Taproot’s newest album has blended artistic poetry and emotion into aggressive metal riffs that characterize the hard rock world. The band could even be described as intelligent rock, circling self-reflection and discourse through screams and electric guitars. This destroys the stereotype of mindless, dumb and unemotional metal-heads (although I can’t speak for everyone).

But do not confuse the emotional rock of Taproot with other emotionally introverted bands like Dashboard Confessional or the Get Up Kids. The difference that defines the band as “metal” is its disregard for the happy-go-lucky attitude, and it has no fear of being dark or scary (in fact, that’s exactly what it is going for). Taproot, and other hard rock bands, take the road less traveled and choose to reflect the aggressive and alternative quality to human nature — a different approach to commonly shared topics and concerns.

“Welcome” is a roller coaster of melodies, taking a smooth cruise through intros, and rising the speed and aggressive tone to its peak during choruses, and then dropping back to soft voices and light guitar plucks.

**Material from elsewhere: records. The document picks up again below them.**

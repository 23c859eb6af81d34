//! Scripted stand-in for the headscale CLI
//!
//! Understands the subset of commands the harness issues and prints JSON in
//! the same shape the real binary does, including `{seconds, nanos}`
//! timestamps.

use std::collections::BTreeMap;
use std::sync::Arc;

use chrono::{DateTime, Utc};
use headscale_e2e::ExecOutput;
use headscale_e2e::duration::parse_duration;
use parking_lot::Mutex;
use serde_json::{Value, json};

use super::fake_runtime::FakeRuntime;

#[derive(Default)]
struct Registry {
    namespaces: BTreeMap<String, u64>,
    keys: Vec<Value>,
    nodes: BTreeMap<String, Vec<Value>>,
    next_node_id: u64,
    garbled: bool,
}

/// Stateful fake of the `headscale` binary
#[derive(Clone, Default)]
pub struct FakeHeadscale {
    registry: Arc<Mutex<Registry>>,
}

fn timestamp(t: DateTime<Utc>) -> Value {
    json!({ "seconds": t.timestamp(), "nanos": t.timestamp_subsec_nanos() })
}

fn ok(stdout: String) -> ExecOutput {
    ExecOutput {
        stdout: stdout.into_bytes(),
        stderr: Vec::new(),
        exit_code: 0,
    }
}

fn error(message: &str) -> ExecOutput {
    ExecOutput {
        stdout: Vec::new(),
        stderr: format!("Error: {}\n", message).into_bytes(),
        exit_code: 1,
    }
}

impl FakeHeadscale {
    pub fn new() -> Self {
        Self::default()
    }

    /// Register as the `headscale` program of `runtime`.
    pub fn install(&self, runtime: &FakeRuntime) {
        let fake = self.clone();
        runtime.register_handler("headscale", move |argv| fake.handle(argv));
    }

    /// Make every JSON-printing command emit non-JSON text with exit 0.
    pub fn set_garbled(&self, garbled: bool) {
        self.registry.lock().garbled = garbled;
    }

    /// Register a node in `namespace`, as if a client had logged in.
    pub fn add_node(&self, namespace: &str, name: &str) {
        let mut registry = self.registry.lock();
        registry.next_node_id += 1;
        let id = registry.next_node_id;
        let namespace_id = registry.namespaces.get(namespace).copied().unwrap_or_default();
        let now = Utc::now();
        registry
            .nodes
            .entry(namespace.to_string())
            .or_default()
            .push(json!({
                "id": id,
                "machine_key": format!("mkey:{:064x}", id),
                "node_key": format!("nodekey:{:064x}", id),
                "disco_key": format!("discokey:{:064x}", id),
                "ip_addresses": [format!("100.64.0.{}", id), format!("fd7a:115c:a1e0::{}", id)],
                "name": name,
                "given_name": name,
                "namespace": {
                    "id": namespace_id.to_string(),
                    "name": namespace,
                    "created_at": timestamp(now),
                },
                "last_seen": timestamp(now),
                "created_at": timestamp(now),
                "online": true,
            }));
    }

    pub fn namespaces(&self) -> Vec<String> {
        self.registry.lock().namespaces.keys().cloned().collect()
    }

    pub fn handle(&self, argv: &[String]) -> ExecOutput {
        let mut namespace = None;
        let mut output = None;
        let mut words = Vec::new();

        let mut args = argv.iter().skip(1);
        while let Some(arg) = args.next() {
            match arg.as_str() {
                "--namespace" | "-n" => namespace = args.next().cloned(),
                "--output" | "-o" => output = args.next().cloned(),
                _ => words.push(arg.clone()),
            }
        }

        let json = output.as_deref() == Some("json");
        let words: Vec<&str> = words.iter().map(String::as_str).collect();
        match words.as_slice() {
            ["namespaces", "create", name] => self.create_namespace(name),
            ["preauthkeys", "create", flags @ ..] => match namespace {
                Some(ns) => self.create_key(&ns, flags, json),
                None => error("namespace is required"),
            },
            ["nodes", "list"] => match namespace {
                Some(ns) => self.list_nodes(&ns, json),
                None => error("namespace is required"),
            },
            _ => error(&format!("unknown command {:?}", words)),
        }
    }

    fn create_namespace(&self, name: &str) -> ExecOutput {
        let mut registry = self.registry.lock();
        if registry.namespaces.contains_key(name) {
            return error("Namespace already exists");
        }
        let id = registry.namespaces.len() as u64 + 1;
        registry.namespaces.insert(name.to_string(), id);
        ok("Namespace created\n".to_string())
    }

    fn create_key(&self, namespace: &str, flags: &[&str], json: bool) -> ExecOutput {
        let mut reusable = false;
        let mut ephemeral = false;
        let mut expiration = std::time::Duration::from_secs(60 * 60);

        let mut flags = flags.iter();
        while let Some(flag) = flags.next() {
            match *flag {
                "--reusable" => reusable = true,
                "--ephemeral" => ephemeral = true,
                "--expiration" | "-e" => match flags.next().map(|v| parse_duration(v)) {
                    Some(Ok(d)) => expiration = d,
                    _ => return error("invalid expiration"),
                },
                other => return error(&format!("unknown flag {}", other)),
            }
        }

        let mut registry = self.registry.lock();
        if !registry.namespaces.contains_key(namespace) {
            return error("Namespace not found");
        }
        if registry.garbled {
            return ok("Key created, but this is not JSON\n".to_string());
        }

        let id = registry.keys.len() as u64 + 1;
        let now = Utc::now();
        let expires = now
            + chrono::Duration::from_std(expiration).unwrap_or_else(|_| chrono::Duration::zero());
        let key = json!({
            "id": id.to_string(),
            "namespace": namespace,
            "key": format!("{:048x}", id * 0x9e37_79b9),
            "reusable": reusable,
            "ephemeral": ephemeral,
            "expiration": timestamp(expires),
            "created_at": timestamp(now),
        });
        registry.keys.push(key.clone());

        if json {
            ok(key.to_string())
        } else {
            ok(format!("{}\n", key["key"].as_str().unwrap_or_default()))
        }
    }

    fn list_nodes(&self, namespace: &str, json: bool) -> ExecOutput {
        let registry = self.registry.lock();
        if !registry.namespaces.contains_key(namespace) {
            return error("Namespace not found");
        }
        if registry.garbled {
            return ok("ID | Hostname | Name\n".to_string());
        }

        let nodes = registry.nodes.get(namespace).cloned().unwrap_or_default();
        if json {
            ok(Value::Array(nodes).to_string())
        } else {
            ok(format!("{} nodes\n", nodes.len()))
        }
    }
}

There is one exception to this rule with the song “Like,” which is the soft song of the album, that is followed by the more upbeat “Dreams.” In a recent review with Rolling Stone, Taproot’s album got overall praise with a few minor criticisms, stating, “Stephen Richards’ ‘me, me, me’ lyrics suggest the band still has some maturing to do.”

Although this may be true with song titles such as “Mine” and “Myself,” I would hardly consider the band immature by any standard, because of the way Taproot reflects deep thought and reflects a variety of rock moods within each song, from soft words to screams.

So who would like Taproot? Well, if you enjoy mainstream bands such as Linkin Park, Papa Roach, Slipknot or KoRn, you may be able to find room in your disk man for Taproot.